Je viens de lire plus en détail de quoi il retournait : parler des livres en se focalisant non pas sur l’écrivain mais sur l’homme (François Nourissier, Jean-Jacques Sempé, Julien Gracq, Jean-Marie Gustave Le Clézio ou encore Julian Barnes), sa petite vie, son quotidien, ses problèmes gastriques et ses sautes d’humeur…. Rhaaa… !! Tout ce que je fuis. J’avoue une réticence tendant à se transformer en véritable allergie au fil des années pour ces gens qui passent davantage de temps à disséquer l’à-côté, l’extra-littéraire, ou comme l’a appelé Malraux « le misérable tas de petits secrets« .

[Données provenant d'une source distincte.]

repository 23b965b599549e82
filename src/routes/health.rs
use axum::Json;
use serde::Serialize;
use utoipa::ToSchema;

use crate::response::{ApiResponse, Meta};

#[derive(Serialize, ToSchema)]
pub struct HealthData {
    pub status: String,
}

#[utoipa::path(
    get,
    path = "/health",
    responses(
        (status = 200, description = "OK", body = ApiResponse<HealthData>),
    ),
    tag = "Health"
)]
pub async fn health_check() -> Json<ApiResponse<HealthData>> {
    let data = HealthData {
        status: "ok".to_string(),
    };

    Json(ApiResponse::success(
        "Health check",
        data,
        Some(Meta::empty()),
    ))
}
use axum::{
    extract::{FromRef, FromRequestParts},
    http::header,
};
use uuid::Uuid;

use crate::{error::AppError, security::token, state::AppState};

/// The authenticated caller, resolved from the bearer token before any
/// handler runs. Extraction never touches account state.
#[derive(Debug, Clone)]
pub struct AuthUser {
    pub user_id: Uuid,
    pub role: String,
}

pub fn ensure_role(user: &AuthUser, role: &str) -> Result<(), AppError> {
    if user.role != role {
        return Err(AppError::Forbidden);
    }
    Ok(())
}

/// Admin gate. A caller who got this far is authenticated, so the failure
/// here is Forbidden (403), distinct from the 401 the extractor returns.
pub fn ensure_admin(user: &AuthUser) -> Result<(), AppError> {
    ensure_role(user, "admin")
}

impl<S> FromRequestParts<S> for AuthUser
where
    AppState: FromRef<S>,
    S: Send + Sync,
{
    type Rejection = AppError;

    async fn from_request_parts(
        parts: &mut axum::http::request::Parts,
        state: &S,
    ) -> Result<Self, Self::Rejection> {
        let auth_header = parts
            .headers
            .get(header::AUTHORIZATION)
            .ok_or_else(|| AppError::Unauthenticated("Missing Authorization header".into()))?;

        let auth_str = auth_header
            .to_str()
            .map_err(|_| AppError::Unauthenticated("Invalid Authorization header".into()))?;

        if !auth_str.starts_with("Bearer ") {
            return Err(AppError::Unauthenticated(
                "Invalid Authorization scheme".into(),
            ));
        }
        let token = auth_str.trim_start_matches("Bearer ").trim();

        let app = AppState::from_ref(state);
        let claims = token::verify(token, &app.auth.jwt_secret)?;

        let user_id = Uuid::parse_str(&claims.sub)
            .map_err(|_| AppError::Unauthenticated("Invalid user id in token".into()))?;

        Ok(AuthUser {
            user_id,
            role: claims.role,
        })
    }
}

#[cfg(test)]
mod tests {
    use super::*;

    #[test]
    fn admin_gate_rejects_ordinary_users_with_forbidden() {
        let user = AuthUser {
            user_id: Uuid::new_v4(),
            role: "user".into(),
        };
        assert!(matches!(ensure_admin(&user), Err(AppError::Forbidden)));
    }

    #[test]
    fn admin_gate_passes_admins() {
        let admin = AuthUser {
            user_id: Uuid::new_v4(),
            role: "admin".into(),
        };
        assert!(ensure_admin(&admin).is_ok());
    }
}
use serde_json::Value;
use uuid::Uuid;

use crate::{db::DbPool, error::AppResult};

/// Every account- or catalog-level mutation the storefront records.
#[derive(Debug, Clone, Copy, PartialEq, Eq)]
pub enum AuditAction {
    UserRegister,
    UserLogin,
    PasswordReset,
    ProfileUpdate,
    CategoryCreate,
    CategoryUpdate,
    CategoryDelete,
    ProductCreate,
    ProductUpdate,
    ProductDelete,
    Checkout,
    OrderStatusUpdate,
}

impl AuditAction {
    pub fn as_str(self) -> &'static str {
        match self {
            AuditAction::UserRegister => "user_register",
            AuditAction::UserLogin => "user_login",
            AuditAction::PasswordReset => "password_reset",
            AuditAction::ProfileUpdate => "profile_update",
            AuditAction::CategoryCreate => "category_create",
            AuditAction::CategoryUpdate => "category_update",
            AuditAction::CategoryDelete => "category_delete",
            AuditAction::ProductCreate => "product_create",
            AuditAction::ProductUpdate => "product_update",
            AuditAction::ProductDelete => "product_delete",
            AuditAction::Checkout => "checkout",
            AuditAction::OrderStatusUpdate => "order_status_update",
        }
    }

    /// Table the action touches, recorded alongside it.
    pub fn resource(self) -> &'static str {
        match self {
            AuditAction::UserRegister
            | AuditAction::UserLogin
            | AuditAction::PasswordReset
            | AuditAction::ProfileUpdate => "users",
            AuditAction::CategoryCreate
            | AuditAction::CategoryUpdate
            | AuditAction::CategoryDelete => "categories",
            AuditAction::ProductCreate | AuditAction::ProductUpdate | AuditAction::ProductDelete => {
                "products"
            }
            AuditAction::Checkout | AuditAction::OrderStatusUpdate => "orders",
        }
    }
}

pub async fn log_audit(
    pool: &DbPool,
    user_id: Option<Uuid>,
    action: AuditAction,
    metadata: Option<Value>,
) -> AppResult<()> {
    let id = Uuid::new_v4();
    sqlx::query(
        r#"
        INSERT INTO audit_logs (id, user_id, action, resource, metadata)
        VALUES ($1, $2, $3, $4, $5)
        "#,
    )
    .bind(id)
    .bind(user_id)
    .bind(action.as_str())
    .bind(action.resource())
    .bind(metadata)
    .execute(pool)
    .await?;

    Ok(())
}

#[cfg(test)]
mod tests {
    use super::*;

    #[test]
    fn actions_map_to_their_resource_table() {
        assert_eq!(AuditAction::Checkout.resource(), "orders");
        assert_eq!(AuditAction::ProductDelete.resource(), "products");
        assert_eq!(AuditAction::PasswordReset.resource(), "users");
        assert_eq!(AuditAction::CategoryUpdate.as_str(), "category_update");
    }
}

J’aime bien à ce sujet ce que disait David Foster Wallace, en 2004, dans sa chronique du New York Times sur Borges: A Life [Borges, une vie] d’Edwin Williamson, à propos du «paradoxe des biographies littéraires». « La plupart des gens suffisamment intéressés par la vie d’un écrivain pour lire tout un livre à son sujet en admiraient probablement l’œuvre et avaient donc de grandes chances de l’idéaliser en tant que personne. »
« Et pourtant, poursuivait-il, on a souvent l’impression que la personne rencontrée dans la biographie littéraire aurait été incapable d’écrire les livres que nous admirons tant. Et en général, plus la bio est intime et fouillée, plus ce sentiment est palpable« .
Cette tendance malsaine façon « Closer littéraire » a même pour conséquence d’écraser cette dernière au profit de leur vie personnelle, leurs frasques ou autres polémiques (politique…) en général… Il n’est pas utile de citer des noms, nous les connaissons tous.
L’image, la « réputation » de l’auteur pollue la lecture de ses textes, de ses livres et cela n’est jamais bénéfique ni dans un sens, ni dans un autre. Le fait de connaître la vie privée d’un auteur ne peut être que préjudiciable à l’appréciation de ses écrits. D’autant plus si cette vie (dans le cas de l’autofiction par ex) nourrit son œuvre.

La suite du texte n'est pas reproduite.